### Work task
Lines containing the word "holds" are to be copied from the data below.

### Material for the task
+ + + + + + +

impl<'a> RowDecoder<'a> {
    fn cell(&self, column: usize, expected: &'static str) -> Result<&'a Cell> {
        self.row
            .cells
            .get(column)
            .ok_or_else(|| Error::malformed_row(self.row.number, column, expected, "missing"))
    }

    fn text(&self, column: usize) -> Result<String> {
        Ok(self.cell(column, EXPECT_TEXT)?.to_string())
    }

    fn duration_token(&self, column: usize) -> Result<&'a str> {
        match self.cell(column, EXPECT_DURATION)? {
            Cell::Empty => Ok(""),
            Cell::Text(s) => Ok(s.as_str()),
            other => Err(Error::malformed_row(
                self.row.number,
                column,
                EXPECT_DURATION,
                other.kind(),
            )),
        }
    }

    fn duration(&self, column: usize) -> Result<Duration> {
        self.duration_token(column).map(parse_duration_cell)
    }

    #[allow(clippy::cast_possible_truncation, clippy::cast_sign_loss)]
    fn count(&self, column: usize) -> Result<u32> {
        let cell = self.cell(column, EXPECT_COUNT)?;
        match cell {
            Cell::Empty => Ok(0),
            Cell::Text(s) => Ok(s.trim().parse().unwrap_or(0)),
            Cell::Number(n) if *n >= 0.0 && n.fract() == 0.0 && *n <= f64::from(u32::MAX) => {
                Ok(*n as u32)
            }
            other => Err(Error::malformed_row(
                self.row.number,
                column,
                EXPECT_COUNT,
                other.to_string(),
            )),
        }
    }
}

/// Repair a sheet quirk where `0:MM` is exported as `:MM`, then parse leniently.
fn parse_duration_cell(token: &str) -> Duration {
    let token = token.trim();
    if token.starts_with(':') {
        Duration::parse_lenient(&format!("0{token}"))
    } else {
        Duration::parse_lenient(token)
    }
}

impl FlightRecord {
    /// Decode a source row.
    ///
    /// # Errors
    ///
    /// Returns [`Error::MalformedRow`] when a required column is missing or holds
    /// a value of the wrong kind. A missing remarks column is not an error.
    pub fn from_row(row: &SourceRow) -> Result<Self> {
        use column as c;

        let d = RowDecoder { row };

        let date = d.text(c::DATE)?;
        let departure = Place {
            place: d.text(c::DEPARTURE_PLACE)?,
            time: d.text(c::DEPARTURE_TIME)?,
        };
        let arrival = Place {
            place: d.text(c::ARRIVAL_PLACE)?,
            time: d.text(c::ARRIVAL_TIME)?,
        };
        let aircraft = Aircraft {
            model: d.text(c::AIRCRAFT_MODEL)?,
            registration: d.text(c::AIRCRAFT_REG)?,
        };

        let single_pilot = d.duration(c::SINGLE_PILOT)?;
        // Multi-pilot time only counts when the multi-crew column is empty.
        let multi_pilot_token = d.duration_token(c::MULTI_PILOT)?;
        let multi_crew_token = d.duration_token(c::MULTI_CREW)?;
        let multi_pilot =
            if multi_crew_token.trim().is_empty() && !multi_pilot_token.trim().is_empty() {
                parse_duration_cell(multi_pilot_token)
            } else {
                Duration::ZERO
            };
        let multi_crew = parse_duration_cell(multi_crew_token);
        let total = d.duration(c::TOTAL)?;

        let landings = Landings {
            day: d.count(c::LANDINGS_DAY)?,
            night: d.count(c::LANDINGS_NIGHT)?,
        };

        let times = Times {
            single_pilot,
            multi_pilot,
            multi_crew,
            night: d.duration(c::NIGHT)?,
            instrument: d.duration(c::INSTRUMENT)?,
            pic: d.duration(c::PIC)?,
            copilot: d.duration(c::COPILOT)?,
            dual: d.duration(c::DUAL)?,
            instructor: d.duration(c::INSTRUCTOR)?,
            total,
        };

        let sim = SimSession {
            name: d.text(c::SIM_NAME)?,
            time: d.duration(c::SIM_TIME)?,
        };

        Ok(Self {
            date,
            departure,
            arrival,
            aircraft,
            times,
            landings,
            sim,
            pic_name: d.text(c::PIC_NAME)?,
            remarks: row
                .cells
                .get(c::REMARKS)
                .map(ToString::to_string)
                .unwrap_or_default(),
        })
    }
}

/// Decode every row, stopping at the first malformed one.
///
/// # Errors
///
/// Returns the first [`Error::MalformedRow`] encountered.
pub fn parse_rows(rows: &[SourceRow]) -> Result<Vec<FlightRecord>> {
    rows.iter().map(FlightRecord::from_row).collect()
}

#[cfg(test)]
pub(crate) mod tests {
    use super::*;

    /// A complete row with every column filled in.
    pub(crate) fn sample_row(number: usize) -> SourceRow {
        let cells = [
            "2023-05-01", "EGLL", "08:00", "LFPG", "09:15", "A320", "G-ABCD", "", "", "1:15",
            "1:15", "1", "0", "", "0:30", "1:15", "", "", "", "", "", "SELF", "Line check",
        ]
        .into_iter()
        .map(Cell::text)
        .collect();
        SourceRow::new(number, cells)
    }

    fn with_cell(mut row: SourceRow, column: usize, cell: Cell) -> SourceRow {
        row.cells[column] = cell;
        row
    }

    #[test]
    fn test_parse_complete_row() {
        let record = FlightRecord::from_row(&sample_row(5)).unwrap();

        assert_eq!(record.date, "2023-05-01");
        assert_eq!(record.departure.place, "EGLL");
        assert_eq!(record.departure.time, "08:00");
        assert_eq!(record.arrival.place, "LFPG");
        assert_eq!(record.aircraft.model, "A320");
        assert_eq!(record.aircraft.registration, "G-ABCD");
        assert_eq!(record.times.multi_crew, Duration::from_hm(1, 15));
        assert_eq!(record.times.total, Duration::from_hm(1, 15));
        assert_eq!(record.times.instrument, Duration::from_hm(0, 30));
        assert_eq!(record.landings, Landings { day: 1, night: 0 });
        assert_eq!(record.pic_name, "SELF");
        assert_eq!(record.remarks, "Line check");
    }

    #[test]
    fn test_missing_remarks_is_empty() {
        let mut row = sample_row(2);
        row.cells.truncate(column::REMARKS);
        let record = FlightRecord::from_row(&row).unwrap();
        assert_eq!(record.remarks, "");
    }

    #[test]
    fn test_missing_required_column() {
        let mut row = sample_row(7);
        row.cells.truncate(column::PIC_NAME);
        let err = FlightRecord::from_row(&row).unwrap_err();
        match err {
            Error::MalformedRow {
                row,
                column: col,
                found,
                ..
            } => {
                assert_eq!(row, 7);
                assert_eq!(col, column::PIC_NAME);
                assert_eq!(found, "missing");
            }
            other => panic!("unexpected error: {other}"),
        }
    }

    #[test]
    fn test_numeric_duration_is_rejected() {
        let row = with_cell(sample_row(3), column::NIGHT, Cell::Number(0.5));
        let err = FlightRecord::from_row(&row).unwrap_err();
        assert!(matches!(
            err,
            Error::MalformedRow {
                column: column::NIGHT,
                ..
            }
        ));
        assert!(err.to_string().contains("duration"));
    }

    #[test]
    fn test_multi_pilot_taken_when_multi_crew_empty() {
        let row = with_cell(sample_row(1), column::MULTI_CREW, Cell::Empty);
        let row = with_cell(row, column::MULTI_PILOT, Cell::text("2:00"));
        let record = FlightRecord::from_row(&row).unwrap();
        assert_eq!(record.times.multi_pilot, Duration::from_hm(2, 0));
        assert_eq!(record.times.multi_crew, Duration::ZERO);
    }

    #[test]
    fn test_multi_pilot_ignored_when_multi_crew_set() {
        let row = with_cell(sample_row(1), column::MULTI_PILOT, Cell::text("2:00"));
        let record = FlightRecord::from_row(&row).unwrap();
        assert_eq!(record.times.multi_pilot, Duration::ZERO);
        assert_eq!(record.times.multi_crew, Duration::from_hm(1, 15));
    }

    #[test]
    fn test_multi_pilot_zero_when_both_empty() {
        let row = with_cell(sample_row(1), column::MULTI_CREW, Cell::Empty);
        let record = FlightRecord::from_row(&row).unwrap();
        assert_eq!(record.times.multi_pilot, Duration::ZERO);
        assert_eq!(record.times.multi_crew, Duration::ZERO);
    }

    #[test]
    fn test_leading_colon_is_repaired() {
        let row = with_cell(sample_row(1), column::NIGHT, Cell::text(":45"));
        let record = FlightRecord::from_row(&row).unwrap();
        assert_eq!(record.times.night, Duration::from_hm(0, 45));
    }

    #[test]
    fn test_bad_duration_text_falls_back_to_zero() {
        let row = with_cell(sample_row(1), column::DUAL, Cell::text("n/a"));
        let record = FlightRecord::from_row(&row).unwrap();
        assert_eq!(record.times.dual, Duration::ZERO);
    }

    #[test]
    fn test_landing_counts() {
        let row = with_cell(sample_row(1), column::LANDINGS_DAY, Cell::Number(3.0));
        let row = with_cell(row, column::LANDINGS_NIGHT, Cell::text("x"));
        let record = FlightRecord::from_row(&row).unwrap();
        assert_eq!(record.landings, Landings { day: 3, night: 0 });

        let row = with_cell(sample_row(9), column::LANDINGS_DAY, Cell::Number(-1.0));
        assert!(matches!(
            FlightRecord::from_row(&row),
            Err(Error::MalformedRow {
                row: 9,
                column: column::LANDINGS_DAY,
                ..
            })
        ));
    }

    #[test]
    fn test_numeric_text_columns_are_stringified() {
        let row = with_cell(sample_row(1), column::AIRCRAFT_REG, Cell::Number(1234.0));
        let record = FlightRecord::from_row(&row).unwrap();
        assert_eq!(record.aircraft.registration, "1234");
    }

    #[test]
    fn test_parse_rows_stops_at_first_error() {
        let mut bad = sample_row(11);
        bad.cells.truncate(3);
        let rows = vec![sample_row(10), bad, sample_row(12)];
        let err = parse_rows(&rows).unwrap_err();
        assert!(matches!(err, Error::MalformedRow { row: 11, .. }));
    }

    #[test]
    fn test_cell_display() {
        assert_eq!(Cell::Number(3.0).to_string(), "3");
        assert_eq!(Cell::Number(2.5).to_string(), "2.5");
        assert_eq!(Cell::Empty.to_string(), "");
        assert_eq!(Cell::text(""), Cell::Empty);
    }

    #[test]
    fn test_blank_row() {
        let row = SourceRow::new(1, vec![Cell::Empty, Cell::text("  ")]);
        assert!(row.is_blank());
        assert!(!sample_row(1).is_blank());
    }
}
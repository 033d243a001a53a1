//! Airport coordinates.
//!
//! The database is a JSON object keyed by airport code:
//!
//! ```json
//! { "EGLL": { "icao": "EGLL", "name": "London Heathrow", "lat": 51.4706, "lon": -0.461941 } }
//! ```
//!
//! Only `lat` and `lon` are read; any other fields are ignored.
//!
//! A database of major airports is compiled into the binary. A file given in
//! the configuration replaces it.

use std::collections::HashMap;
use std::path::Path;

use serde::{Deserialize, Serialize};
use tracing::{debug, info};

use crate::error::{Error, Result};

/// Name reported for the compiled-in database.
pub const BUNDLED_NAME: &str = "<bundled airports.json>";

const BUNDLED: &str = include_str!("../assets/airports.json");

/// A position in decimal degrees.
#[derive(Debug, Clone, Copy, PartialEq, Serialize, Deserialize)]
pub struct GeoPoint {
    /// Latitude, north positive.
    pub lat: f64,
    /// Longitude, east positive.
    pub lon: f64,
}

/// Airport code to position lookup.
#[derive(Debug, Clone, Default, PartialEq)]
pub struct AirportDb {
    airports: HashMap<String, GeoPoint>,
}

impl AirportDb {
    /// Load the database from a JSON file.
    ///
    /// # Errors
    ///
    /// Returns [`Error::AirportDb`] if the file cannot be read or is not a JSON
    /// object of airports with `lat`/`lon` fields.
    pub fn load(path: &Path) -> Result<Self> {
        let text = std::fs::read_to_string(path).map_err(|e| Error::airport_db(path, e.to_string()))?;
        let db = Self::from_json(&text).map_err(|e| Error::airport_db(path, e.to_string()))?;
        info!(path = %path.display(), airports = db.len(), "airport database loaded");
        Ok(db)
    }

    /// The compiled-in database.
    ///
    /// # Errors
    ///
    /// Returns [`Error::AirportDb`] if the bundled JSON does not parse.
    pub fn bundled() -> Result<Self> {
        let db = Self::from_json(BUNDLED)
            .map_err(|e| Error::airport_db(BUNDLED_NAME, e.to_string()))?;
        debug!(airports = db.len(), "bundled airport database loaded");
        Ok(db)
    }

    /// Load `path` if given, the bundled database otherwise.
    ///
    /// # Errors
    ///
    /// Returns [`Error::AirportDb`] if the selected database cannot be loaded.
    pub fn load_or_bundled(path: Option<&Path>) -> Result<Self> {
        match path {
            Some(path) => Self::load(path),
            None => Self::bundled(),
        }
    }

    /// Parse the database from JSON text.
    ///
    /// # Errors
    ///
    /// Returns the JSON error if the text does not have the expected shape.
    pub fn from_json(text: &str) -> std::result::Result<Self, serde_json::Error> {
        let airports: HashMap<String, GeoPoint> = serde_json::from_str(text)?;
        Ok(Self { airports })
    }

    /// Position of `code`, if known. Codes are matched exactly.
    #[must_use]
    pub fn lookup(&self, code: &str) -> Option<GeoPoint> {
        self.airports.get(code).copied()
    }

    /// Number of airports.
    #[must_use]
    pub fn len(&self) -> usize {
        self.airports.len()
    }

    /// True when the database holds no airports.
    #[must_use]
    pub fn is_empty(&self) -> bool {
        self.airports.is_empty()
    }
}

impl FromIterator<(String, GeoPoint)> for AirportDb {
    fn from_iter<I: IntoIterator<Item = (String, GeoPoint)>>(iter: I) -> Self {
        Self {
            airports: iter.into_iter().collect(),
        }
    }
}

#[cfg(test)]
mod tests {
    use super::*;

    const SAMPLE: &str = r#"{
        "EGLL": {"icao": "EGLL", "iata": "LHR", "name": "Heathrow", "elevation": 83, "lat": 51.4706, "lon": -0.461941},
        "LFPG": {"lat": 49.0097, "lon": 2.5479}
    }"#;

    #[test]
    fn test_parse_ignores_extra_fields() {
        let db = AirportDb::from_json(SAMPLE).unwrap();
        assert_eq!(db.len(), 2);
        assert_eq!(
            db.lookup("EGLL"),
            Some(GeoPoint {
                lat: 51.4706,
                lon: -0.461941
            })
        );
        assert!(db.lookup("KJFK").is_none());
        assert!(db.lookup("egll").is_none());
    }

    #[test]
    fn test_missing_coordinates_rejected() {
        assert!(AirportDb::from_json(r#"{"EGLL": {"name": "Heathrow"}}"#).is_err());
        assert!(AirportDb::from_json("[]").is_err());
    }

    #[test]
    fn test_load_from_file() {
        let dir = tempfile::tempdir().unwrap();
        let path = dir.path().join("airports.json");
        std::fs::write(&path, SAMPLE).unwrap();

        let db = AirportDb::load(&path).unwrap();
        assert!(db.lookup("LFPG").is_some());
    }

    #[test]
    fn test_load_errors() {
        let dir = tempfile::tempdir().unwrap();
        let missing = dir.path().join("missing.json");
        assert!(matches!(
            AirportDb::load(&missing),
            Err(Error::AirportDb { .. })
        ));

        let broken = dir.path().join("broken.json");
        std::fs::write(&broken, "{not json").unwrap();
        let err = AirportDb::load(&broken).unwrap_err();
        assert!(err.to_string().contains("broken.json"));
    }

    #[test]
    fn test_bundled_database() {
        let db = AirportDb::bundled().unwrap();
        assert!(db.len() > 100);
        let heathrow = db.lookup("EGLL").unwrap();
        assert!((heathrow.lat - 51.47).abs() < 0.01);
        assert!((heathrow.lon + 0.46).abs() < 0.01);
        assert!(db.lookup("LFPG").is_some());
        assert!(db.lookup("KJFK").is_some());
    }

    #[test]
    fn test_bundled_coordinates_in_range() {
        let text = BUNDLED;
        let raw: HashMap<String, GeoPoint> = serde_json::from_str(text).unwrap();
        for (code, point) in raw {
            assert_eq!(code.len(), 4, "{code}");
            assert!((-90.0..=90.0).contains(&point.lat), "{code}");
            assert!((-180.0..=180.0).contains(&point.lon), "{code}");
        }
    }

    #[test]
    fn test_file_replaces_bundled() {
        let dir = tempfile::tempdir().unwrap();
        let path = dir.path().join("airports.json");
        std::fs::write(&path, r#"{"ZZZZ": {"lat": 1.0, "lon": 2.0}}"#).unwrap();

        let db = AirportDb::load_or_bundled(Some(&path)).unwrap();
        assert_eq!(db.len(), 1);
        assert!(db.lookup("EGLL").is_none());

        let db = AirportDb::load_or_bundled(None).unwrap();
        assert!(db.lookup("EGLL").is_some());
    }

    #[test]
    fn test_from_iterator() {
        let db: AirportDb = [("EDDF".to_string(), GeoPoint { lat: 50.03, lon: 8.57 })]
            .into_iter()
            .collect();
        assert!(!db.is_empty());
        assert!(db.lookup("EDDF").is_some());
    }
}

+ + + + + + +

### The answer
    /// Returns [`Error::MalformedRow`] when a required column is missing or holds
    /// True when the database holds no airports.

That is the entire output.